Saturday, November 22, 2008

The Obamas chose Sidwell Friends School...

...for their daughters, Malia, 10, and Sasha, 7, ending days of speculation about which private school they would attend. Sidwell Friends has an excellent reputation and is the alma mater of Chelsea Clinton and Al Gore III. Richard Nixon's daughters also attended and Joe Biden's grandchildren are current students. The school is comprised of 38% minority students and 21% receive some form of financial assistance. It should be a smooth transition from the girls' current school, the University of Chicago Lab School, and everyone seems to agree it's a great choice.

And yet, I can't help thinking, why not a Washington, D. C. public school? Preposterous? What about the quality? What about security? Well, I don't know anything about security, but I can't believe that would be an insurmountable problem. I think it's more of an excuse. Quality is the real issue here.

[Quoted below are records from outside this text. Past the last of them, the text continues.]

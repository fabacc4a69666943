//! The slot-run finder.
//!
//! Given slots ordered by `(staff_id, start_time)`, locate runs of
//! consecutive free slots of one staff member long enough to cover a service.
//! Runs are taken greedily left to right and never overlap: once a run is
//! emitted the scan resumes after its last slot.

use crate::calendar::{slot_step, SLOT_MINUTES};
use crate::models::time_slot::TimeSlot;

/// Returns the first slot of every run found in `slots`.
///
/// `required_minutes` is divided by the slot length with truncation; a
/// requirement shorter than one slot yields no runs.
pub fn find_runs(slots: &[TimeSlot], required_minutes: u32) -> Vec<TimeSlot> {
    let required = (i64::from(required_minutes) / SLOT_MINUTES) as usize;
    let mut starts = Vec::new();
    if required == 0 {
        return starts;
    }

    let mut i = 0;
    while i < slots.len() {
        if is_run(&slots[i..], required) {
            starts.push(slots[i].clone());
            i += required;
        } else {
            i += 1;
        }
    }

    starts
}

/// Whether the first `required` entries of `window` form a valid run.
fn is_run(window: &[TimeSlot], required: usize) -> bool {
    let Some(candidate) = window.get(..required) else {
        return false;
    };
    let staff_id = candidate[0].staff_id;

    candidate
        .iter()
        .all(|slot| slot.staff_id == staff_id && slot.is_free())
        && candidate.windows(2).all(|pair| follows(&pair[0], &pair[1]))
}

/// `next` starts exactly one slot after `prev`.
pub(crate) fn follows(prev: &TimeSlot, next: &TimeSlot) -> bool {
    next.start_time == prev.start_time + slot_step()
}

#[cfg(test)]
mod tests {
    use chrono::NaiveDate;
    use uuid::Uuid;

    use super::*;
    use crate::models::time_slot::SlotStatus;

    fn slot(staff_id: Uuid, hour: u32, minute: u32) -> TimeSlot {
        TimeSlot {
            id: Uuid::new_v4(),
            staff_id,
            start_time: NaiveDate::from_ymd_opt(2024, 12, 4)
                .unwrap()
                .and_hms_opt(hour, minute, 0)
                .unwrap(),
            status: SlotStatus::Free,
        }
    }

    #[test]
    fn follows_requires_exact_step() {
        let staff = Uuid::new_v4();
        assert!(follows(&slot(staff, 10, 0), &slot(staff, 10, 15)));
        assert!(!follows(&slot(staff, 10, 0), &slot(staff, 10, 30)));
        assert!(!follows(&slot(staff, 10, 15), &slot(staff, 10, 0)));
    }

    #[test]
    fn is_run_rejects_short_window() {
        let staff = Uuid::new_v4();
        let slots = vec![slot(staff, 10, 0)];
        assert!(!is_run(&slots, 2));
        assert!(is_run(&slots, 1));
    }
}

But what better sign of commitment to public education than having the President's children attend? Are the President's children too good for public schools? What signal does that send? Is there any doubt that if the Obama girls were to attend public schools then those schools would get the resources they need and improve dramatically? And then the rest of the District's schools as well? And if not, what would that say about our nation's commitment to public education?

In an age where everyone from Bill Gates on down is lamenting the state of American education and worrying about our nation's future competitiveness, what could be a better gesture than the President of the United States sending his own children to public schools? The Carters did it with their daughter Amy, and she wound up at Brown University. Let the rich and privileged continue to send their kids to expensive private schools, Obama could say, but I'm throwing my lot in with public education. It has been a key part of the American Dream: free public education to give every hard-working and deserving child a chance at competing on a level playing field. After all, Michelle Obama is a product of the Chicago public school system, and she is a classic example of what that Dream can produce. Why not make a real statement of change?

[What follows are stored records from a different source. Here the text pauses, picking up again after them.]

pub mod availability;
pub mod bookings;
pub mod catalog;
pub mod health;
pub mod reviews;
pub mod schedule;
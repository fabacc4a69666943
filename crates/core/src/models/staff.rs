use serde::{Deserialize, Serialize};
use uuid::Uuid;

#[derive(Debug, Clone, PartialEq, Serialize, Deserialize)]
pub struct Staff {
    pub id: Uuid,
    pub name: String,
    pub total_rating: i64,
    pub num_reviews: i64,
    pub service_ids: Vec<Uuid>,
}

impl Staff {
    /// Average review score, `None` until the first review arrives.
    pub fn rating(&self) -> Option<f64> {
        if self.num_reviews == 0 {
            None
        } else {
            Some(self.total_rating as f64 / self.num_reviews as f64)
        }
    }

    pub fn offers(&self, service_id: Uuid) -> bool {
        self.service_ids.contains(&service_id)
    }
}

#[derive(Debug, Clone, Serialize, Deserialize)]
pub struct CreateStaffRequest {
    pub name: String,
    #[serde(default)]
    pub service_ids: Vec<Uuid>,
}

#[derive(Debug, Clone, Serialize, Deserialize)]
pub struct SetStaffServicesRequest {
    pub service_ids: Vec<Uuid>,
}

#[derive(Debug, Clone, Serialize, Deserialize)]
pub struct StaffResponse {
    pub id: Uuid,
    pub name: String,
    pub rating: Option<f64>,
    pub num_reviews: i64,
    pub service_ids: Vec<Uuid>,
}

impl From<Staff> for StaffResponse {
    fn from(staff: Staff) -> Self {
        let rating = staff.rating();
        Self {
            id: staff.id,
            name: staff.name,
            rating,
            num_reviews: staff.num_reviews,
            service_ids: staff.service_ids,
        }
    }
}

Geneva advances to the 7A finals... Friday's only game. The Vikings improved their record to 13-0 as they defeated the Gators (Gators? In Illinois?) of Crystal Lake South, 25-21. Geneva will now play the winner of today's game between East St. Louis and Glenbard West. The Flyers of East St. Louis (11-1) are generally thought of as the fastest team in Illinois, but I still like the undefeated Hilltoppers (12-0) of Glenbard West in this match-up. If East St. Louis should pull an upset, however, it will set the stage for a re-match of last year's quarterfinal game with Geneva, which was won by the Flyers, 34-26.

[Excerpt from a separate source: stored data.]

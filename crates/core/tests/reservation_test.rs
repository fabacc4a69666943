use chrono::{NaiveDate, NaiveDateTime};
use pretty_assertions::assert_eq;
use salonbook_core::errors::BookingError;
use salonbook_core::models::time_slot::{SlotStatus, TimeSlot};
use salonbook_core::reservation::{release_plan, verify_run, RunSpan};
use uuid::Uuid;

fn at(hour: u32, minute: u32) -> NaiveDateTime {
    NaiveDate::from_ymd_opt(2024, 12, 4)
        .unwrap()
        .and_hms_opt(hour, minute, 0)
        .unwrap()
}

fn slot(staff_id: Uuid, hour: u32, minute: u32, status: SlotStatus) -> TimeSlot {
    TimeSlot {
        id: Uuid::new_v4(),
        staff_id,
        start_time: at(hour, minute),
        status,
    }
}

#[test]
fn test_run_span_bounds() {
    let staff = Uuid::new_v4();
    let span = RunSpan::new(staff, at(10, 0), 45).unwrap();

    assert_eq!(span.slot_count, 3);
    assert_eq!(span.slot_start(2), at(10, 30));
    assert_eq!(span.end(), at(10, 45));
}

#[test]
fn test_run_span_rejects_run_past_end_of_calendar() {
    let staff = Uuid::new_v4();
    let late = NaiveDate::MAX.and_hms_opt(23, 30, 0).unwrap();

    assert_eq!(RunSpan::new(staff, late, 15).unwrap().end(), NaiveDate::MAX.and_hms_opt(23, 45, 0).unwrap());
    let result = RunSpan::new(staff, late, 30);
    assert!(matches!(result, Err(BookingError::InvalidInput(_))));
}

#[test]
fn test_run_span_rejects_off_grid_start() {
    let staff = Uuid::new_v4();
    let result = RunSpan::new(staff, at(10, 5), 30);
    assert!(matches!(result, Err(BookingError::InvalidInput(_))));
}

#[test]
fn test_run_span_rejects_bad_duration() {
    let staff = Uuid::new_v4();
    assert!(matches!(RunSpan::new(staff, at(10, 0), 25), Err(BookingError::InvalidInput(_))));
    assert!(matches!(RunSpan::new(staff, at(10, 0), 0), Err(BookingError::InvalidInput(_))));
}

#[test]
fn test_verify_run_returns_ids_in_order() {
    let staff = Uuid::new_v4();
    let locked = vec![
        slot(staff, 10, 0, SlotStatus::Free),
        slot(staff, 10, 15, SlotStatus::Free),
    ];
    let span = RunSpan::new(staff, at(10, 0), 30).unwrap();

    let ids = verify_run(&span, &locked).unwrap();
    assert_eq!(ids, vec![locked[0].id, locked[1].id]);
}

#[test]
fn test_verify_run_conflicts_on_booked_slot() {
    let staff = Uuid::new_v4();
    let locked = vec![
        slot(staff, 10, 0, SlotStatus::Free),
        slot(staff, 10, 15, SlotStatus::Booked),
    ];
    let span = RunSpan::new(staff, at(10, 0), 30).unwrap();

    assert!(matches!(verify_run(&span, &locked), Err(BookingError::SlotConflict(_))));
}

#[test]
fn test_verify_run_conflicts_on_missing_slot() {
    let staff = Uuid::new_v4();
    let span = RunSpan::new(staff, at(10, 0), 45).unwrap();

    let gap = vec![
        slot(staff, 10, 0, SlotStatus::Free),
        slot(staff, 10, 30, SlotStatus::Free),
    ];
    assert!(matches!(verify_run(&span, &gap), Err(BookingError::SlotConflict(_))));

    assert!(matches!(verify_run(&span, &[]), Err(BookingError::SlotConflict(_))));
}

#[test]
fn test_verify_run_conflicts_on_foreign_staff() {
    let staff = Uuid::new_v4();
    let other = Uuid::new_v4();
    let locked = vec![
        slot(staff, 10, 0, SlotStatus::Free),
        slot(other, 10, 15, SlotStatus::Free),
    ];
    let span = RunSpan::new(staff, at(10, 0), 30).unwrap();

    assert!(matches!(verify_run(&span, &locked), Err(BookingError::SlotConflict(_))));
}

#[test]
fn test_release_plan_skips_missing_and_free_slots() {
    let staff = Uuid::new_v4();
    let span = RunSpan::new(staff, at(10, 0), 45).unwrap();
    // 10:15 was regenerated away, 10:30 is already free, 10:45 is outside the run.
    let locked = vec![
        slot(staff, 10, 0, SlotStatus::Booked),
        slot(staff, 10, 30, SlotStatus::Free),
        slot(staff, 10, 45, SlotStatus::Booked),
    ];

    assert_eq!(release_plan(&span, &locked), vec![locked[0].id]);
}

#[test]
fn test_release_plan_after_release_is_empty() {
    let staff = Uuid::new_v4();
    let span = RunSpan::new(staff, at(10, 0), 30).unwrap();
    let locked = vec![
        slot(staff, 10, 0, SlotStatus::Free),
        slot(staff, 10, 15, SlotStatus::Free),
    ];

    assert!(release_plan(&span, &locked).is_empty());
}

Tuesday, November 18, 2008

Erin Burnett had some interesting observations...

...on the Chris Matthews Show this weekend. In China, which is the second largest car market in the world, GM is no. 1. In Russia, which is Europe's largest car market, GM grew 44% last year and is also no. 1. And what was most staggering to me, the fastest growing car in the world is Chevrolet.

Props are in order...

...for BOWG. Hubbard defeated Simeon yesterday, 30-14, and Lane topped Morgan Park, 14-6. I'll pick Lane to face Loyola in the Prep Bowl on the day after Thanksgiving.

Monday, November 17, 2008

I almost forgot...

...the Prep Bowl. De La Salle shutout Fenwick, 9-0, to earn the right to travel to Wilmette this Saturday to take on Loyola, who defeated St. Laurence, 28-6. It will be the first meeting of the year for the two Catholic League teams, and I'll take Loyola by a touchdown.

In the Public League championship, Morgan Park will play Lane today and Simeon will take on Hubbard. I like Lane and Hubbard.

Sunday, November 16, 2008

We're down to the semifinals... Illinois high school football. In 8A, Maine South blanked Barrington 42-0 on the road. The Hawks scored on their first five possessions to lead at the half, 25-0. Quarterback Charlie Goro threw for 249 yards and two touchdowns and rushed for another 67 yards and a score. As dominating as Maine South was, it probably didn't help that three of Barrington's defensive starters sat out due to a violation of the school's athletic code of conduct.

In other action, Bartlett ended Schaumburg's Cinderella run, 38-35. But the Saxons gave the crowd their money's worth as they scored 28 straight second-half points to tie the game at 35-35. Bartlett was not to be denied, however, and scored a 25-yard field goal with 7 seconds remaining to end the game. Finally, Hinsdale Central upset Brother Rice, 17-14, as the Red Devils kicked a field goal that bounced on and over the crossbar with 17 seconds left.

In 7A, it was Geneva over Carmel, 35-21; Crystal Lake South beat Cary-Grove, 14-7, in OT; and East St. Louis eliminated St. Rita, 35-28.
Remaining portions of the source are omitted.